Ministro quer que segmento produtivo reforce busca por mercados externos para balizar preços e ter maior previsibilidade

 

O ministro Blairo Maggi (Agricultura, Pecuária e Abastecimento) disse nesta quinta-feira, dia 7, que os diversos setores do agronegócio brasileiro devem procurar se internacionalizar. Ele afirmou que a busca de novos mercados é uma prioridade de sua gestão, ao lado do diálogo e da desburocratização. Pela primeira vez desde que assumiu o cargo, o ministro se reuniu com presidentes câmaras setoriais e temáticas.

De acordo com nota do site do ministério, Maggi citou os laticínios, “que sofrem variações muito bruscas de preços”, como exemplo de indústria que deve investir em negócios fora do Brasil. “Neste caso, ganhar mercados externos baliza melhor os preços e assim conseguimos uma previsibilidade maior”, disse durante o encontro com cerca de 20 representantes de câmaras.

“A orientação, daqui pra frente, é buscar soluções para tudo que chegar por meio das câmaras.

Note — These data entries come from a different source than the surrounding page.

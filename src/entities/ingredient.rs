use sea_orm::entity::prelude::*;
use serde::{Deserialize, Serialize};

/// Catalog entry; (name, measurement_unit) is unique, so the same name may
/// appear under different units ("salt, g" vs "salt, tsp").
#[derive(Clone, Debug, PartialEq, DeriveEntityModel, Eq, Serialize, Deserialize)]
#[sea_orm(table_name = "ingredients")]
pub struct Model {
    #[sea_orm(primary_key)]
    pub id: i64,
    pub name: String,
    pub measurement_unit: String,
}

#[derive(Copy, Clone, Debug, EnumIter, DeriveRelation)]
pub enum Relation {
    #[sea_orm(has_many = "super::recipe_ingredient::Entity")]
    RecipeIngredients,
}

impl Related<super::recipe_ingredient::Entity> for Entity {
    fn to() -> RelationDef {
        Relation::RecipeIngredients.def()
    }
}

impl ActiveModelBehavior for ActiveModel {}
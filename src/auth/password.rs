use bcrypt::{hash, verify, DEFAULT_COST};

pub fn hash_password(password: &str) -> Result<String, anyhow::Error> {
    let hashed = hash(password, DEFAULT_COST)
        .map_err(|e| anyhow::anyhow!("Password hashing error: {:?}", e))?;
    Ok(hashed)
}

/// A malformed stored hash counts as a failed verification, not an error.
pub fn verify_password(password: &str, hash: &str) -> Result<bool, anyhow::Error> {
    match verify(password, hash) {
        Ok(is_valid) => Ok(is_valid),
        Err(_) => Ok(false),
    }
}
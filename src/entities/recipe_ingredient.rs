use sea_orm::entity::prelude::*;
use serde::{Deserialize, Serialize};

/// Join row carrying the per-recipe quantity of one catalog ingredient.
/// Unique per (recipe_id, ingredient_id); replaced wholesale on recipe write.
#[derive(Clone, Debug, PartialEq, DeriveEntityModel, Eq, Serialize, Deserialize)]
#[sea_orm(table_name = "recipe_ingredients")]
pub struct Model {
    #[sea_orm(primary_key)]
    pub id: i64,
    pub recipe_id: i64,
    pub ingredient_id: i64,
    pub amount: i32,
}

#[derive(Copy, Clone, Debug, EnumIter, DeriveRelation)]
pub enum Relation {
    #[sea_orm(
        belongs_to = "super::recipe::Entity",
        from = "Column::RecipeId",
        to = "super::recipe::Column::Id",
        on_delete = "Cascade"
    )]
    Recipe,
    #[sea_orm(
        belongs_to = "super::ingredient::Entity",
        from = "Column::IngredientId",
        to = "super::ingredient::Column::Id",
        on_delete = "Cascade"
    )]
    Ingredient,
}

impl Related<super::recipe::Entity> for Entity {
    fn to() -> RelationDef {
        Relation::Recipe.def()
    }
}

impl Related<super::ingredient::Entity> for Entity {
    fn to() -> RelationDef {
        Relation::Ingredient.def()
    }
}

impl ActiveModelBehavior for ActiveModel {}
use actix_cors::Cors;
use actix_web::{middleware::Logger, web, App, HttpServer};
use utoipa::OpenApi;
use utoipa_swagger_ui::SwaggerUi;

mod api;
mod auth;
mod config;
mod db;
mod entities;
mod error;
mod models;
mod services;

use config::Config;
use db::{create_mysql_pool, import_catalogs};

#[actix_web::main]
async fn main() -> std::io::Result<()> {
    env_logger::init_from_env(env_logger::Env::new().default_filter_or("info"));

    let config = Config::from_env().expect("Failed to load configuration");

    log::info!(
        "Starting server on {}:{}",
        config.server.host,
        config.server.port
    );
    let mysql_pool = create_mysql_pool(&config)
        .await
        .expect("Failed to create MySQL pool");

    log::info!("Database connection established");

    import_catalogs(&config, &mysql_pool)
        .await
        .expect("Failed to import catalog seed files");

    let openapi = api::ApiDoc::openapi();

    let server_host = config.server.host.clone();
    let server_port = config.server.port;
    let pool_data = web::Data::new(mysql_pool);
    HttpServer::new(move || {
        App::new()
            .wrap(Logger::default())
            .wrap(Cors::permissive())
            .app_data(web::Data::new(config.clone()))
            .app_data(pool_data.clone())
            .route(
                "/api/docs",
                web::get().to(|| async {
                    actix_web::HttpResponse::PermanentRedirect()
                        .append_header(("Location", "/api/docs/"))
                        .finish()
                }),
            )
            .service(
                SwaggerUi::new("/api/docs/{_:.*}").url("/api-docs/openapi.json", openapi.clone()),
            )
            .service(
                web::scope("/api")
                    .service(
                        web::scope("/auth")
                            .route("/signup", web::post().to(api::auth::signup))
                            .route("/login", web::post().to(api::auth::login)),
                    )
                    .service(
                        web::scope("/users")
                            .route("", web::get().to(api::users::list_users))
                            .route(
                                "/subscriptions",
                                web::get().to(api::users::list_subscriptions),
                            )
                            .route("/me", web::get().to(api::users::me))
                            .route("/me/avatar", web::put().to(api::users::set_avatar))
                            .route("/me/avatar", web::delete().to(api::users::delete_avatar))
                            .route("/{user_id}", web::get().to(api::users::get_user))
                            .route(
                                "/{user_id}/subscribe",
                                web::post().to(api::users::subscribe),
                            )
                            .route(
                                "/{user_id}/subscribe",
                                web::delete().to(api::users::unsubscribe),
                            ),
                    )
                    .service(
                        web::scope("/tags")
                            .route("", web::get().to(api::tags::list_tags))
                            .route("/{tag_id}", web::get().to(api::tags::get_tag)),
                    )
                    .service(
                        web::scope("/ingredients")
                            .route("", web::get().to(api::ingredients::list_ingredients))
                            .route(
                                "/{ingredient_id}",
                                web::get().to(api::ingredients::get_ingredient),
                            ),
                    )
                    .service(
                        web::scope("/recipes")
                            .route("", web::get().to(api::recipes::list_recipes))
                            .route("", web::post().to(api::recipes::create_recipe))
                            .route(
                                "/download_shopping_cart",
                                web::get().to(api::recipes::download_shopping_cart),
                            )
                            .route("/{recipe_id}", web::get().to(api::recipes::get_recipe))
                            .route("/{recipe_id}", web::patch().to(api::recipes::update_recipe))
                            .route(
                                "/{recipe_id}",
                                web::delete().to(api::recipes::delete_recipe),
                            )
                            .route(
                                "/{recipe_id}/get-link",
                                web::get().to(api::recipes::get_short_link),
                            )
                            .route(
                                "/{recipe_id}/favorite",
                                web::post().to(api::recipes::favorite),
                            )
                            .route(
                                "/{recipe_id}/favorite",
                                web::delete().to(api::recipes::unfavorite),
                            )
                            .route(
                                "/{recipe_id}/shopping_cart",
                                web::post().to(api::recipes::add_to_shopping_cart),
                            )
                            .route(
                                "/{recipe_id}/shopping_cart",
                                web::delete().to(api::recipes::remove_from_shopping_cart),
                            ),
                    ),
            )
            .route("/s/{code}", web::get().to(api::links::redirect_short_link))
    })
    .bind(format!("{}:{}", server_host, server_port))?
    .run()
    .await
}
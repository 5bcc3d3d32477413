use sea_orm::entity::prelude::*;
use serde::{Deserialize, Serialize};

/// Directed follow edge: `user_id` follows `author_id`.
#[derive(Clone, Debug, PartialEq, DeriveEntityModel, Eq, Serialize, Deserialize)]
#[sea_orm(table_name = "subscriptions")]
pub struct Model {
    #[sea_orm(primary_key)]
    pub id: i64,
    pub user_id: i64,
    pub author_id: i64,
    pub created_at: DateTimeUtc,
}

#[derive(Copy, Clone, Debug, EnumIter, DeriveRelation)]
pub enum Relation {
    #[sea_orm(
        belongs_to = "super::user::Entity",
        from = "Column::UserId",
        to = "super::user::Column::Id",
        on_delete = "Cascade"
    )]
    Follower,
    #[sea_orm(
        belongs_to = "super::user::Entity",
        from = "Column::AuthorId",
        to = "super::user::Column::Id",
        on_delete = "Cascade"
    )]
    Author,
}

impl ActiveModelBehavior for ActiveModel {}
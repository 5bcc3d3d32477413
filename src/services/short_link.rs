use rand::distributions::Alphanumeric;
use rand::Rng;

pub const SHORT_CODE_LEN: usize = 10;

/// Random code stored on each recipe and resolved by `GET /s/{code}`.
pub fn generate_short_code() -> String {
    rand::thread_rng()
        .sample_iter(&Alphanumeric)
        .take(SHORT_CODE_LEN)
        .map(char::from)
        .collect()
}
use crate::auth::AuthenticatedUser;
use crate::config::Config;
use crate::db::DbPool;
use crate::entities::{recipe, subscription, user};
use crate::error::ApiError;
use crate::models::{
    AvatarResponse, RecipeShortResponse, SetAvatarRequest, SubscriptionResponse, UserResponse,
};
use crate::services::media::{delete_media_file, save_data_url_image};
use crate::services::relations::is_following;
use actix_web::{web, HttpResponse, Result as ActixResult};
use sea_orm::{
    ActiveModelTrait, ColumnTrait, Condition, EntityTrait, PaginatorTrait, QueryFilter,
    QueryOrder, QuerySelect,
};
use serde::Deserialize;

#[derive(Deserialize, utoipa::ToSchema)]
pub struct UserQuery {
    #[schema(example = 1)]
    pub page: Option<u64>,
    #[schema(example = 20)]
    pub limit: Option<u64>,
}

#[derive(Deserialize, utoipa::ToSchema)]
pub struct SubscriptionQuery {
    #[schema(example = 1)]
    pub page: Option<u64>,
    #[schema(example = 20)]
    pub limit: Option<u64>,
    /// Cap on the number of recipes returned per followed author.
    #[schema(example = 3)]
    pub recipes_limit: Option<u64>,
}

#[utoipa::path(
    get,
    path = "/api/users",
    params(
        ("page" = Option<u64>, Query, description = "Page number (default: 1)"),
        ("limit" = Option<u64>, Query, description = "Items per page (default: 20)")
    ),
    responses(
        (status = 200, description = "List of users", body = Vec<UserResponse>)
    ),
    tag = "users"
)]
pub async fn list_users(
    viewer: Option<AuthenticatedUser>,
    pool: web::Data<DbPool>,
    query: web::Query<UserQuery>,
) -> ActixResult<HttpResponse> {
    let viewer_id = viewer.map(|v| v.user_id);

    let page = query.page.unwrap_or(1);
    let limit = query.limit.unwrap_or(20);
    let offset = (page.saturating_sub(1)) * limit;

    let users = user::Entity::find()
        .order_by_asc(user::Column::Id)
        .limit(limit)
        .offset(offset)
        .all(pool.get_ref())
        .await
        .map_err(ApiError::from)?;

    let mut responses = Vec::new();
    for user in users {
        let is_subscribed = match viewer_id {
            Some(viewer_id) => is_following(pool.get_ref(), viewer_id, user.id)
                .await
                .map_err(ApiError::from)?,
            None => false,
        };
        responses.push(UserResponse::from_model(&user, is_subscribed));
    }

    Ok(HttpResponse::Ok().json(responses))
}

#[utoipa::path(
    get,
    path = "/api/users/me",
    responses(
        (status = 200, description = "Current user profile", body = UserResponse),
        (status = 401, description = "Unauthorized")
    ),
    security(
        ("bearer_auth" = [])
    ),
    tag = "users"
)]
pub async fn me(viewer: AuthenticatedUser, pool: web::Data<DbPool>) -> ActixResult<HttpResponse> {
    let user = user::Entity::find_by_id(viewer.user_id)
        .one(pool.get_ref())
        .await
        .map_err(ApiError::from)?
        .ok_or_else(|| ApiError::NotFound("User not found".to_string()))?;

    Ok(HttpResponse::Ok().json(UserResponse::from_model(&user, false)))
}

#[utoipa::path(
    get,
    path = "/api/users/{user_id}",
    params(
        ("user_id" = i64, Path, description = "User ID")
    ),
    responses(
        (status = 200, description = "User profile", body = UserResponse),
        (status = 404, description = "User not found")
    ),
    tag = "users"
)]
pub async fn get_user(
    path: web::Path<i64>,
    viewer: Option<AuthenticatedUser>,
    pool: web::Data<DbPool>,
) -> ActixResult<HttpResponse> {
    let user_id = path.into_inner();

    let user = user::Entity::find_by_id(user_id)
        .one(pool.get_ref())
        .await
        .map_err(ApiError::from)?
        .ok_or_else(|| ApiError::NotFound("User not found".to_string()))?;

    let is_subscribed = match viewer {
        Some(viewer) => is_following(pool.get_ref(), viewer.user_id, user.id)
            .await
            .map_err(ApiError::from)?,
        None => false,
    };

    Ok(HttpResponse::Ok().json(UserResponse::from_model(&user, is_subscribed)))
}

#[utoipa::path(
    put,
    path = "/api/users/me/avatar",
    request_body = SetAvatarRequest,
    responses(
        (status = 200, description = "Avatar updated", body = AvatarResponse),
        (status = 400, description = "Invalid image payload"),
        (status = 401, description = "Unauthorized")
    ),
    security(
        ("bearer_auth" = [])
    ),
    tag = "users"
)]
pub async fn set_avatar(
    req: web::Json<SetAvatarRequest>,
    viewer: AuthenticatedUser,
    pool: web::Data<DbPool>,
    config: web::Data<Config>,
) -> ActixResult<HttpResponse> {
    let user = user::Entity::find_by_id(viewer.user_id)
        .one(pool.get_ref())
        .await
        .map_err(ApiError::from)?
        .ok_or_else(|| ApiError::NotFound("User not found".to_string()))?;

    let url = save_data_url_image(&config.media.root, "avatar/image", &req.avatar)?;

    if let Some(old) = &user.avatar {
        delete_media_file(&config.media.root, old);
    }

    let mut active: user::ActiveModel = user.into();
    active.avatar = sea_orm::Set(Some(url.clone()));
    active.update(pool.get_ref()).await.map_err(ApiError::from)?;

    Ok(HttpResponse::Ok().json(AvatarResponse { avatar: url }))
}

#[utoipa::path(
    delete,
    path = "/api/users/me/avatar",
    responses(
        (status = 204, description = "Avatar removed"),
        (status = 401, description = "Unauthorized")
    ),
    security(
        ("bearer_auth" = [])
    ),
    tag = "users"
)]
pub async fn delete_avatar(
    viewer: AuthenticatedUser,
    pool: web::Data<DbPool>,
    config: web::Data<Config>,
) -> ActixResult<HttpResponse> {
    let user = user::Entity::find_by_id(viewer.user_id)
        .one(pool.get_ref())
        .await
        .map_err(ApiError::from)?
        .ok_or_else(|| ApiError::NotFound("User not found".to_string()))?;

    if let Some(old) = user.avatar.clone() {
        delete_media_file(&config.media.root, &old);
        let mut active: user::ActiveModel = user.into();
        active.avatar = sea_orm::Set(None);
        active.update(pool.get_ref()).await.map_err(ApiError::from)?;
    }

    Ok(HttpResponse::NoContent().finish())
}

#[utoipa::path(
    post,
    path = "/api/users/{user_id}/subscribe",
    params(
        ("user_id" = i64, Path, description = "Author to follow"),
        ("recipes_limit" = Option<u64>, Query, description = "Cap on recipes in the response")
    ),
    responses(
        (status = 201, description = "Subscribed", body = SubscriptionResponse),
        (status = 400, description = "Self-follow or already subscribed"),
        (status = 401, description = "Unauthorized"),
        (status = 404, description = "User not found")
    ),
    security(
        ("bearer_auth" = [])
    ),
    tag = "users"
)]
pub async fn subscribe(
    path: web::Path<i64>,
    viewer: AuthenticatedUser,
    pool: web::Data<DbPool>,
    query: web::Query<SubscriptionQuery>,
) -> ActixResult<HttpResponse> {
    let author_id = path.into_inner();

    let author = user::Entity::find_by_id(author_id)
        .one(pool.get_ref())
        .await
        .map_err(ApiError::from)?
        .ok_or_else(|| ApiError::NotFound("User not found".to_string()))?;

    if author.id == viewer.user_id {
        return Err(ApiError::Validation("You cannot subscribe to yourself".to_string()).into());
    }

    if is_following(pool.get_ref(), viewer.user_id, author.id)
        .await
        .map_err(ApiError::from)?
    {
        return Err(
            ApiError::Conflict("You are already subscribed to this user".to_string()).into(),
        );
    }

    subscription::Entity::insert(subscription::ActiveModel {
        user_id: sea_orm::Set(viewer.user_id),
        author_id: sea_orm::Set(author.id),
        ..Default::default()
    })
    .exec(pool.get_ref())
    .await
    .map_err(|e| ApiError::from_insert_err(e, "You are already subscribed to this user"))?;

    let view = subscription_view(pool.get_ref(), &author, query.recipes_limit).await?;
    Ok(HttpResponse::Created().json(view))
}

#[utoipa::path(
    delete,
    path = "/api/users/{user_id}/subscribe",
    params(
        ("user_id" = i64, Path, description = "Author to unfollow")
    ),
    responses(
        (status = 204, description = "Unsubscribed"),
        (status = 401, description = "Unauthorized"),
        (status = 404, description = "Subscription does not exist")
    ),
    security(
        ("bearer_auth" = [])
    ),
    tag = "users"
)]
pub async fn unsubscribe(
    path: web::Path<i64>,
    viewer: AuthenticatedUser,
    pool: web::Data<DbPool>,
) -> ActixResult<HttpResponse> {
    let author_id = path.into_inner();

    let result = subscription::Entity::delete_many()
        .filter(
            Condition::all()
                .add(subscription::Column::UserId.eq(viewer.user_id))
                .add(subscription::Column::AuthorId.eq(author_id)),
        )
        .exec(pool.get_ref())
        .await
        .map_err(ApiError::from)?;

    if result.rows_affected == 0 {
        return Err(ApiError::NotFound("Subscription does not exist".to_string()).into());
    }

    Ok(HttpResponse::NoContent().finish())
}

#[utoipa::path(
    get,
    path = "/api/users/subscriptions",
    params(
        ("page" = Option<u64>, Query, description = "Page number (default: 1)"),
        ("limit" = Option<u64>, Query, description = "Items per page (default: 20)"),
        ("recipes_limit" = Option<u64>, Query, description = "Cap on recipes per author")
    ),
    responses(
        (status = 200, description = "Followed authors", body = Vec<SubscriptionResponse>),
        (status = 401, description = "Unauthorized")
    ),
    security(
        ("bearer_auth" = [])
    ),
    tag = "users"
)]
pub async fn list_subscriptions(
    viewer: AuthenticatedUser,
    pool: web::Data<DbPool>,
    query: web::Query<SubscriptionQuery>,
) -> ActixResult<HttpResponse> {
    let page = query.page.unwrap_or(1);
    let limit = query.limit.unwrap_or(20);
    let offset = (page.saturating_sub(1)) * limit;

    let edges = subscription::Entity::find()
        .filter(subscription::Column::UserId.eq(viewer.user_id))
        .order_by_asc(subscription::Column::CreatedAt)
        .limit(limit)
        .offset(offset)
        .all(pool.get_ref())
        .await
        .map_err(ApiError::from)?;

    let mut responses = Vec::new();
    for edge in edges {
        let author = match user::Entity::find_by_id(edge.author_id)
            .one(pool.get_ref())
            .await
            .map_err(ApiError::from)?
        {
            Some(author) => author,
            None => {
                log::warn!("Subscription {} points at a missing author", edge.id);
                continue;
            }
        };
        responses.push(subscription_view(pool.get_ref(), &author, query.recipes_limit).await?);
    }

    Ok(HttpResponse::Ok().json(responses))
}

/// Author profile plus recipe count and a capped recipe slice, as shown in
/// subscription listings. The caller only reaches this while subscribed, so
/// `is_subscribed` is always true.
async fn subscription_view(
    db: &DbPool,
    author: &user::Model,
    recipes_limit: Option<u64>,
) -> Result<SubscriptionResponse, ApiError> {
    let recipes_count = recipe::Entity::find()
        .filter(recipe::Column::AuthorId.eq(author.id))
        .count(db)
        .await?;

    let mut select = recipe::Entity::find()
        .filter(recipe::Column::AuthorId.eq(author.id))
        .order_by_desc(recipe::Column::CreatedAt);
    if let Some(limit) = recipes_limit {
        select = select.limit(limit);
    }
    let recipes = select.all(db).await?;

    Ok(SubscriptionResponse {
        id: author.id,
        email: author.email.clone(),
        username: author.username.clone(),
        first_name: author.first_name.clone(),
        last_name: author.last_name.clone(),
        is_subscribed: true,
        avatar: author.avatar.clone(),
        recipes: recipes.iter().map(RecipeShortResponse::from).collect(),
        recipes_count,
    })
}
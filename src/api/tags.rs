use crate::db::DbPool;
use crate::entities::tag;
use crate::error::ApiError;
use crate::models::TagResponse;
use actix_web::{web, HttpResponse, Result as ActixResult};
use sea_orm::{EntityTrait, QueryOrder};

#[utoipa::path(
    get,
    path = "/api/tags",
    responses(
        (status = 200, description = "List of tags", body = Vec<TagResponse>)
    ),
    tag = "tags"
)]
pub async fn list_tags(pool: web::Data<DbPool>) -> ActixResult<HttpResponse> {
    let tags = tag::Entity::find()
        .order_by_asc(tag::Column::Name)
        .all(pool.get_ref())
        .await
        .map_err(ApiError::from)?;

    let tags: Vec<TagResponse> = tags.into_iter().map(TagResponse::from).collect();
    Ok(HttpResponse::Ok().json(tags))
}

#[utoipa::path(
    get,
    path = "/api/tags/{tag_id}",
    params(
        ("tag_id" = i64, Path, description = "Tag ID")
    ),
    responses(
        (status = 200, description = "Tag detail", body = TagResponse),
        (status = 404, description = "Tag not found")
    ),
    tag = "tags"
)]
pub async fn get_tag(path: web::Path<i64>, pool: web::Data<DbPool>) -> ActixResult<HttpResponse> {
    let tag_id = path.into_inner();

    let tag = tag::Entity::find_by_id(tag_id)
        .one(pool.get_ref())
        .await
        .map_err(ApiError::from)?
        .ok_or_else(|| ApiError::NotFound("Tag not found".to_string()))?;

    Ok(HttpResponse::Ok().json(TagResponse::from(tag)))
}
use crate::config::Config;
use sea_orm::{ConnectionTrait, Database, DatabaseConnection};

pub type DbPool = DatabaseConnection;

pub async fn create_mysql_pool(config: &Config) -> Result<DbPool, anyhow::Error> {
    let url = config.mysql_url();
    let db = Database::connect(&url).await?;

    // Schema bootstrap with raw SQL; every uniqueness rule the API relies on
    // is a UNIQUE KEY here so concurrent duplicate inserts fail in the
    // database, not just in the pre-insert existence checks.
    let sql = r#"
        CREATE TABLE IF NOT EXISTS users (
            id BIGINT AUTO_INCREMENT PRIMARY KEY,
            email VARCHAR(254) UNIQUE NOT NULL,
            username VARCHAR(150) UNIQUE NOT NULL,
            first_name VARCHAR(150) NOT NULL,
            last_name VARCHAR(150) NOT NULL,
            password_hash VARCHAR(255) NOT NULL,
            avatar VARCHAR(255) NULL,
            created_at TIMESTAMP DEFAULT CURRENT_TIMESTAMP
        );

        CREATE TABLE IF NOT EXISTS subscriptions (
            id BIGINT AUTO_INCREMENT PRIMARY KEY,
            user_id BIGINT NOT NULL,
            author_id BIGINT NOT NULL,
            created_at TIMESTAMP DEFAULT CURRENT_TIMESTAMP,
            UNIQUE KEY unique_user_author (user_id, author_id),
            FOREIGN KEY (user_id) REFERENCES users(id) ON DELETE CASCADE,
            FOREIGN KEY (author_id) REFERENCES users(id) ON DELETE CASCADE,
            INDEX idx_subscription_user (user_id)
        );

        CREATE TABLE IF NOT EXISTS tags (
            id BIGINT AUTO_INCREMENT PRIMARY KEY,
            name VARCHAR(32) UNIQUE NOT NULL,
            slug VARCHAR(32) UNIQUE NOT NULL
        );

        CREATE TABLE IF NOT EXISTS ingredients (
            id BIGINT AUTO_INCREMENT PRIMARY KEY,
            name VARCHAR(128) NOT NULL,
            measurement_unit VARCHAR(64) NOT NULL,
            UNIQUE KEY unique_name_unit (name, measurement_unit),
            INDEX idx_ingredient_name (name)
        );

        CREATE TABLE IF NOT EXISTS recipes (
            id BIGINT AUTO_INCREMENT PRIMARY KEY,
            author_id BIGINT NOT NULL,
            name VARCHAR(256) NOT NULL,
            image VARCHAR(255) NOT NULL,
            text TEXT NOT NULL,
            cooking_time INT NOT NULL,
            short_code CHAR(10) UNIQUE NOT NULL,
            created_at TIMESTAMP DEFAULT CURRENT_TIMESTAMP,
            FOREIGN KEY (author_id) REFERENCES users(id) ON DELETE CASCADE,
            INDEX idx_recipe_author (author_id),
            INDEX idx_recipe_created_at (created_at)
        );

        CREATE TABLE IF NOT EXISTS recipe_ingredients (
            id BIGINT AUTO_INCREMENT PRIMARY KEY,
            recipe_id BIGINT NOT NULL,
            ingredient_id BIGINT NOT NULL,
            amount INT NOT NULL,
            UNIQUE KEY unique_recipe_ingredient (recipe_id, ingredient_id),
            FOREIGN KEY (recipe_id) REFERENCES recipes(id) ON DELETE CASCADE,
            FOREIGN KEY (ingredient_id) REFERENCES ingredients(id) ON DELETE CASCADE,
            INDEX idx_ri_recipe (recipe_id)
        );

        CREATE TABLE IF NOT EXISTS recipe_tags (
            id BIGINT AUTO_INCREMENT PRIMARY KEY,
            recipe_id BIGINT NOT NULL,
            tag_id BIGINT NOT NULL,
            UNIQUE KEY unique_recipe_tag (recipe_id, tag_id),
            FOREIGN KEY (recipe_id) REFERENCES recipes(id) ON DELETE CASCADE,
            FOREIGN KEY (tag_id) REFERENCES tags(id) ON DELETE CASCADE,
            INDEX idx_rt_recipe (recipe_id)
        );

        CREATE TABLE IF NOT EXISTS favorites (
            id BIGINT AUTO_INCREMENT PRIMARY KEY,
            user_id BIGINT NOT NULL,
            recipe_id BIGINT NOT NULL,
            created_at TIMESTAMP DEFAULT CURRENT_TIMESTAMP,
            UNIQUE KEY unique_favorite (user_id, recipe_id),
            FOREIGN KEY (user_id) REFERENCES users(id) ON DELETE CASCADE,
            FOREIGN KEY (recipe_id) REFERENCES recipes(id) ON DELETE CASCADE,
            INDEX idx_favorite_user (user_id)
        );

        CREATE TABLE IF NOT EXISTS shopping_cart_items (
            id BIGINT AUTO_INCREMENT PRIMARY KEY,
            user_id BIGINT NOT NULL,
            recipe_id BIGINT NOT NULL,
            created_at TIMESTAMP DEFAULT CURRENT_TIMESTAMP,
            UNIQUE KEY unique_cart_item (user_id, recipe_id),
            FOREIGN KEY (user_id) REFERENCES users(id) ON DELETE CASCADE,
            FOREIGN KEY (recipe_id) REFERENCES recipes(id) ON DELETE CASCADE,
            INDEX idx_cart_user (user_id)
        );
    "#;

    for statement in sql.split(';') {
        let statement = statement.trim();
        if !statement.is_empty() {
            let stmt = sea_orm::Statement::from_string(
                sea_orm::DatabaseBackend::MySql,
                statement.to_string(),
            );
            db.execute(stmt).await?;
        }
    }

    Ok(db)
}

Com muita transparência, a ordem é: se pode atender, vamos atender. Do contrário, vamos responder que não podemos atender”, afirmou o ministro, de acordo com a nota.

Feijão

“Todas as demandas apresentadas na reunião são conhecidas e vamos buscar resolver. Mas eu estou exortando as câmaras também para olharmos para o futuro”, ressaltou Maggi. “Os setores são fortes e eficientes. Precisam mostrar a cara e sair junto com o ministro e as outras instituições do setor para conquistar o mercado internacional e buscar soluções.”

Um das questões levantadas na reunião foi o abastecimento de feijão no mercado nacional, o que tem provocado impacto nos preços do produto. “O governo fez o que deveria fazer, abrir o mercado. Com a previsão de entrada de feijão do exterior, o preço começa a ceder também”, disse Maggi.
Exportação para os EUA

O ministro disse que irá a Washington no próximo mês, para assinar um acordo que permitirá ao Brasil exportar carnes in natura para os Estados Unidos. Segundo o ministério, Maggi afirmou, no entanto, que acordos de exportação abrem uma via de mão dupla. “Estamos abrindo para ir para lá e para eles viram para cá. Assim, haverá concorrência em algumas peças e os preços podem cair aqui.”